The task:
Every line in the data below that has the word "impl" should be returned.

Listed records:

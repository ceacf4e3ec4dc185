//! カタログAPIクライアント
//!
//! 通信そのものは [`Transport`] に任せ、URL組み立てとパースだけを行う。
//! ブラウザでは fetch、テストではスクリプト化したレスポンスを使う。

use crate::config::Config;
use crate::error::Result;
use crate::parser::{parse_list_response, parse_lookup_response, parse_search_response};
use crate::types::{ListField, MealDetail, MealSummary};
use log::debug;

/// GETリクエスト1回分の通信
///
/// 失敗（ネットワーク・HTTPステータス）は `Error::Transport` で返すこと。
/// リトライはしない。
#[allow(async_fn_in_trait)]
pub trait Transport {
    async fn get(&self, url: &str) -> Result<String>;
}

impl<T: Transport> Transport for &T {
    async fn get(&self, url: &str) -> Result<String> {
        (**self).get(url).await
    }
}

/// カタログAPIクライアント
pub struct CatalogClient<T> {
    transport: T,
    base_url: String,
    ingredient_slots: usize,
}

impl<T: Transport> CatalogClient<T> {
    pub fn new(transport: T, config: &Config) -> Self {
        Self {
            transport,
            base_url: config.base_url.clone(),
            ingredient_slots: config.ingredient_slots,
        }
    }

    pub fn search_url(&self, term: &str) -> String {
        format!("{}search.php?s={}", self.base_url, urlencoding::encode(term))
    }

    pub fn lookup_url(&self, id: &str) -> String {
        format!("{}lookup.php?i={}", self.base_url, urlencoding::encode(id))
    }

    pub fn list_url(&self, field: ListField) -> String {
        format!("{}list.php?{}=list", self.base_url, field.query_key())
    }

    async fn fetch(&self, url: &str) -> Result<String> {
        debug!("GET {}", url);
        self.transport.get(url).await
    }

    /// 名前で検索（空文字もそのまま送る）
    pub async fn search_by_name(&self, term: &str) -> Result<Vec<MealSummary>> {
        let body = self.fetch(&self.search_url(term)).await?;
        parse_search_response(&body)
    }

    /// IDで詳細を取得。該当なしは `Ok(None)`
    pub async fn lookup_by_id(&self, id: &str) -> Result<Option<MealDetail>> {
        let body = self.fetch(&self.lookup_url(id)).await?;
        parse_lookup_response(&body, self.ingredient_slots)
    }

    /// フィールドの値一覧（受信順）
    pub async fn list_field(&self, field: ListField) -> Result<Vec<String>> {
        let body = self.fetch(&self.list_url(field)).await?;
        parse_list_response(&body, field)
    }
}

#[cfg(test)]
mod tests {
    use super::*;
    use crate::error::Error;
    use crate::testing::ScriptedTransport;
    use futures::executor::block_on;

    fn client(transport: &ScriptedTransport) -> CatalogClient<&ScriptedTransport> {
        CatalogClient::new(transport, &Config::default())
    }

    #[test]
    fn test_urls() {
        let transport = ScriptedTransport::default();
        let client = client(&transport);
        assert_eq!(
            client.search_url("chicken"),
            "https://www.themealdb.com/api/json/v1/1/search.php?s=chicken"
        );
        assert_eq!(
            client.search_url("mac & cheese"),
            "https://www.themealdb.com/api/json/v1/1/search.php?s=mac%20%26%20cheese"
        );
        assert_eq!(
            client.search_url(""),
            "https://www.themealdb.com/api/json/v1/1/search.php?s="
        );
        assert_eq!(
            client.lookup_url("52940"),
            "https://www.themealdb.com/api/json/v1/1/lookup.php?i=52940"
        );
        assert_eq!(
            client.list_url(ListField::Area),
            "https://www.themealdb.com/api/json/v1/1/list.php?a=list"
        );
    }

    #[test]
    fn test_search_by_name_no_results() {
        let transport = ScriptedTransport::default();
        let client = client(&transport);
        transport.respond(&client.search_url("zzz"), r#"{"meals":null}"#);

        let meals = block_on(client.search_by_name("zzz")).unwrap();
        assert!(meals.is_empty());
        assert_eq!(transport.request_count(), 1);
    }

    #[test]
    fn test_lookup_transport_failure() {
        let transport = ScriptedTransport::default();
        let client = client(&transport);
        transport.fail(&client.lookup_url("1"), "HTTP 503");

        let result = block_on(client.lookup_by_id("1"));
        assert!(matches!(result, Err(Error::Transport(_))));
    }

    #[test]
    fn test_list_field() {
        let transport = ScriptedTransport::default();
        let client = client(&transport);
        transport.respond(
            &client.list_url(ListField::Category),
            r#"{"meals":[{"strCategory":"Beef"},{"strCategory":"Chicken"}]}"#,
        );

        let values = block_on(client.list_field(ListField::Category)).unwrap();
        assert_eq!(values, vec!["Beef", "Chicken"]);
    }
}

Reply to the exercise:
impl<T: Transport> Transport for &T {
impl<T: Transport> CatalogClient<T> {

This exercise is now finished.